|    Hürser Tekinoktay                     
                           07 Ocak 2005
 Belgeler. 
                    . .Ve Yılın Spor Yazısı !
 
 İstanbulspor'lu Petkov'un Fenerbahçe'ye 
                    transferinde bahsi olan kayıt dışı 600 Milyar Lira'nın ortaya 
                    çıkması ile aylardır var olan şike konuşmaları ve belgeleri 
                    konuyu takip edenler için oldukça ilginç hale geldi.
 Uzun zamandır çok ciddi bir rezillik futbolu neredeyse bitirmek 
                    üzeredir.
 
 Bir çok sporsever artık Alman ve İngiltere Ligleri'nin müdavimi 
                    olurken Türkiye Ligi heyecanını alenen kaybediyor.
 Bazı kesimler bilerek veya bilmeyerek bu çirkinliği kamufle 
                    ederlerken, sporun gerçek ruhuna sahip diğer kişiler ise "kara" 
                    işlerin sporun içinde olmasından rahatsız olup tüm olumsuz 
                    şartlara rağmen direniyorlar.
 
 İşte böyle günlerin yaşandığı 2004'ün son aylarında ;
 Futbol Federasyonu Başkanı Levent Bıçakçı 12 Kasım 2004 tarihinde 
                    Fanatik gazetesine yaptığı ziyareti sırasında Necil Ülgen'e 
                    " Bu şike iddialarından bir şey çıkmaz" sözlerini 
                    söylüyordu !
 
 Oysa ki daha birkaç gün önce ;
 DGM ve Kelebek Operasyonu dinleme kayıtlarında ŞİKE konuşmaları 
                    alenen gazete sütunlarında her gün yayınlanıyordu(spor sayfaları 
                    hariç !)
 
 
 Bu konuşma kayıtlarında maçlarda golleri atacak oyuncular 
                    belli olup skorların verildiği bile görülüyordu !
 
 Antrenörler Mafya ile konuşup, kendilerine yalvarıp maçın 
                    hakemlerinin ayarlanmasını istiyorlardı !
 Görüşü alınan Maç gözlemcileri futbolumuzda ve süper ligde 
                    şike var diyorlardı !

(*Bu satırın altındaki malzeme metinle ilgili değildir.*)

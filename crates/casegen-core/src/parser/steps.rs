//! Test step extraction from structured entries or free text.

use super::patterns;
use super::record::snake_case;
use super::value::{RawRecord, RawValue};
use crate::model::{validate_steps, DataMap, TestStep, ValidationError, DEFAULT_STEP_EXPECTATION};

/// Expected result for structured entries that name none.
pub const STRUCTURED_STEP_EXPECTATION: &str = "Step completes";

/// Delimiters splitting a free-text step into action and expected result,
/// in priority order.
const STEP_DELIMITERS: [&str; 3] = [" - ", " -> ", " : "];

/// Where steps come from.
#[derive(Debug, Clone, Copy)]
pub enum StepInput<'a> {
    /// A list as written in JSON/YAML; entries may be mappings or strings.
    Entries(&'a [RawValue]),
    /// Free text, one step per line.
    Text(&'a str),
}

impl<'a> StepInput<'a> {
    /// Picks the input kind for a record's `steps` value.
    pub fn from_value(value: &'a RawValue) -> Option<Self> {
        match value {
            RawValue::List(items) => Some(StepInput::Entries(items)),
            RawValue::String(text) | RawValue::Literal(text) => Some(StepInput::Text(text)),
            RawValue::Map(_) => None,
        }
    }
}

/// A step before numbering and defaults are settled.
#[derive(Debug, Clone, Default, PartialEq)]
pub(crate) struct StepDraft {
    pub number: Option<u32>,
    pub action: String,
    pub expected: Option<String>,
    pub test_data: Option<DataMap>,
    pub validation: Option<String>,
    pub notes: Option<String>,
    /// Structured entries default to a shorter expectation than free text.
    pub structured: bool,
}

/// Parses steps, applying default expected results.
///
/// Free-text steps are numbered 1..n in order. Structured entries keep their
/// declared `step_number` (or their position when absent) and are rejected if
/// the numbers do not run 1..n.
pub fn parse_steps(input: StepInput<'_>) -> Result<Vec<TestStep>, ValidationError> {
    finalize_steps(parse_step_drafts(input)?, &[])
}

/// Collects step drafts without validating their numbering.
///
/// In a structured list, blank scalars are skipped without taking a position
/// and a mapping with no usable action fails with `EmptyAction`.
pub(crate) fn parse_step_drafts(input: StepInput<'_>) -> Result<Vec<StepDraft>, ValidationError> {
    match input {
        StepInput::Text(text) => Ok(parse_text_lines(text.lines())),
        StepInput::Entries(items) if items.iter().any(|i| i.as_map().is_some()) => {
            let mut drafts: Vec<StepDraft> = Vec::with_capacity(items.len());
            for item in items {
                let position = drafts.len() as u32 + 1;
                match item {
                    RawValue::Map(entry) => drafts.push(parse_entry(entry, position)?),
                    other => {
                        if let Some(mut draft) =
                            other.as_text().and_then(|text| parse_text_line(&text))
                        {
                            draft.number = Some(position);
                            drafts.push(draft);
                        }
                    }
                }
            }
            Ok(drafts)
        }
        StepInput::Entries(items) => {
            let lines: Vec<String> = items.iter().filter_map(RawValue::as_text).collect();
            Ok(parse_text_lines(lines.iter().flat_map(|l| l.lines())))
        }
    }
}

/// Turns drafts into validated steps.
///
/// `expectations` are paired by position with drafts that carry no expected
/// result of their own.
pub(crate) fn finalize_steps(
    drafts: Vec<StepDraft>,
    expectations: &[String],
) -> Result<Vec<TestStep>, ValidationError> {
    let mut steps = Vec::with_capacity(drafts.len());

    for (index, draft) in drafts.into_iter().enumerate() {
        let number = draft.number.unwrap_or(index as u32 + 1);
        let expected = draft
            .expected
            .or_else(|| expectations.get(index).cloned())
            .unwrap_or_else(|| {
                if draft.structured {
                    STRUCTURED_STEP_EXPECTATION.to_string()
                } else {
                    DEFAULT_STEP_EXPECTATION.to_string()
                }
            });

        let mut step = TestStep::new(number, &draft.action, &expected)?;
        step.test_data = draft.test_data;
        step.validation = draft.validation;
        step.notes = draft.notes;
        steps.push(step);
    }

    validate_steps(&steps)?;
    Ok(steps)
}

fn parse_entry(entry: &RawRecord, position: u32) -> Result<StepDraft, ValidationError> {
    let mut draft = StepDraft {
        structured: true,
        ..StepDraft::default()
    };
    let mut step_text = None;
    let mut fallback_action = None;

    for (key, value) in entry {
        match snake_case(key).as_str() {
            "step_number" | "number" | "step_no" | "no" | "order" => {
                draft.number = value.as_text().and_then(|n| n.parse().ok());
            }
            "action" => draft.action = value.as_text().unwrap_or_default(),
            "description" | "instruction" => fallback_action = value.as_text(),
            "step" => step_text = value.as_text(),
            "expected_result" | "expected" | "result" | "expected_outcome" => {
                draft.expected = value.as_text();
            }
            "test_data" | "data" => draft.test_data = value.to_data_map(),
            "validation" => draft.validation = value.as_text(),
            "notes" | "note" => draft.notes = value.as_text(),
            _ => {}
        }
    }

    // `step` is either the number or the action, depending on the model
    if let Some(text) = step_text {
        match text.parse::<u32>() {
            Ok(n) if draft.number.is_none() => draft.number = Some(n),
            Ok(_) => {}
            Err(_) if draft.action.is_empty() => draft.action = text,
            Err(_) => {}
        }
    }

    if draft.action.is_empty() {
        draft.action = fallback_action.ok_or(ValidationError::EmptyAction(position))?;
    }
    if draft.number.is_none() {
        draft.number = Some(position);
    }
    Ok(draft)
}

fn parse_text_lines<'a>(lines: impl Iterator<Item = &'a str>) -> Vec<StepDraft> {
    let mut drafts: Vec<StepDraft> = Vec::new();

    for line in lines {
        let line = line.trim();
        if line.is_empty() {
            continue;
        }

        // "Expected: ..." continuing the previous step
        if let Some(expected) = expected_continuation(line) {
            if let Some(last) = drafts.last_mut() {
                if last.expected.is_none() {
                    last.expected = Some(expected);
                    continue;
                }
            }
        }

        if let Some(draft) = parse_text_line(line) {
            drafts.push(draft);
        }
    }

    drafts
}

/// Parses one free-text step line, stripping ordinal markers.
pub(crate) fn parse_text_line(line: &str) -> Option<StepDraft> {
    let body = strip_step_marker(line);
    if body.is_empty() {
        return None;
    }

    let (action, expected) = split_action(&body);
    if action.is_empty() {
        return None;
    }

    Some(StepDraft {
        action,
        expected,
        ..StepDraft::default()
    })
}

/// Whether a line starts with a step ordinal, `Step N` or a bullet.
pub(crate) fn has_step_marker(line: &str) -> bool {
    patterns::step_marker().is_some_and(|re| re.is_match(line))
}

pub(crate) fn strip_step_marker(line: &str) -> String {
    match patterns::step_marker() {
        Some(re) => re.replace(line, "").trim().to_string(),
        None => line.trim().to_string(),
    }
}

fn split_action(body: &str) -> (String, Option<String>) {
    for delimiter in STEP_DELIMITERS {
        if let Some((action, expected)) = body.split_once(delimiter) {
            let expected = expected.trim();
            return (
                action.trim().to_string(),
                (!expected.is_empty()).then(|| expected.to_string()),
            );
        }
    }
    (body.trim().to_string(), None)
}

fn expected_continuation(line: &str) -> Option<String> {
    let (label, rest) = line.split_once(':')?;
    let label = label.trim().trim_matches('*').trim().to_lowercase();
    if matches!(
        label.as_str(),
        "expected" | "expected result" | "expected outcome" | "result"
    ) {
        let rest = rest.trim().trim_start_matches('*').trim();
        (!rest.is_empty()).then(|| rest.to_string())
    } else {
        None
    }
}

 FİFA kokartlı hakem kendisine altın dolusu torba verilmek 
                    istendiğini söylüyordu!
 
 Tasarruf Mevduat Sigorta Fonu adına İstanbulspor Kulübü'nün 
                    hesaplarını soruşturan müfettişler ise ,kanunsuz faaliyetleri 
                    için Futbol tarihinde ilk kez bir kulüp başkanının da içinde 
                    olduğu kişiler hakkında savcılığa suç duyurusunda bulunuyorlardı 
                    !
 
 Tüm bunların olduğu sırada siyasi bir destekle Futbolu Aklaştırmak 
                    için görevlendirilen Futbolun Türkiye'de ki dokunulmaz ve 
                    en yetkili kişisinin bu çirkinliklerin avukatı gibi önce ısrar 
                    ile belge getirsinler ve sonrasında da " Bu iddialardan 
                    bir şey çıkmaz" demesi bir çok kişiyi rahatsız etmişti.
 
 Üstüne üstlük bu söylenenlere "bizden önceki olaylar, 
                    bunlar kapandı diyecek kadar" basit bir formülde bulunmuştu 
                    !
 
 Avukatlıkta 25 yılını dolduran Başkan Bıçakçı ilginç bir yorum 
                    yapmaktan da geri kalmıyor ve"Bu dosyalara bizden önce 
                    baktılar ve tahkim kurulu şike olmadığını onayladı " 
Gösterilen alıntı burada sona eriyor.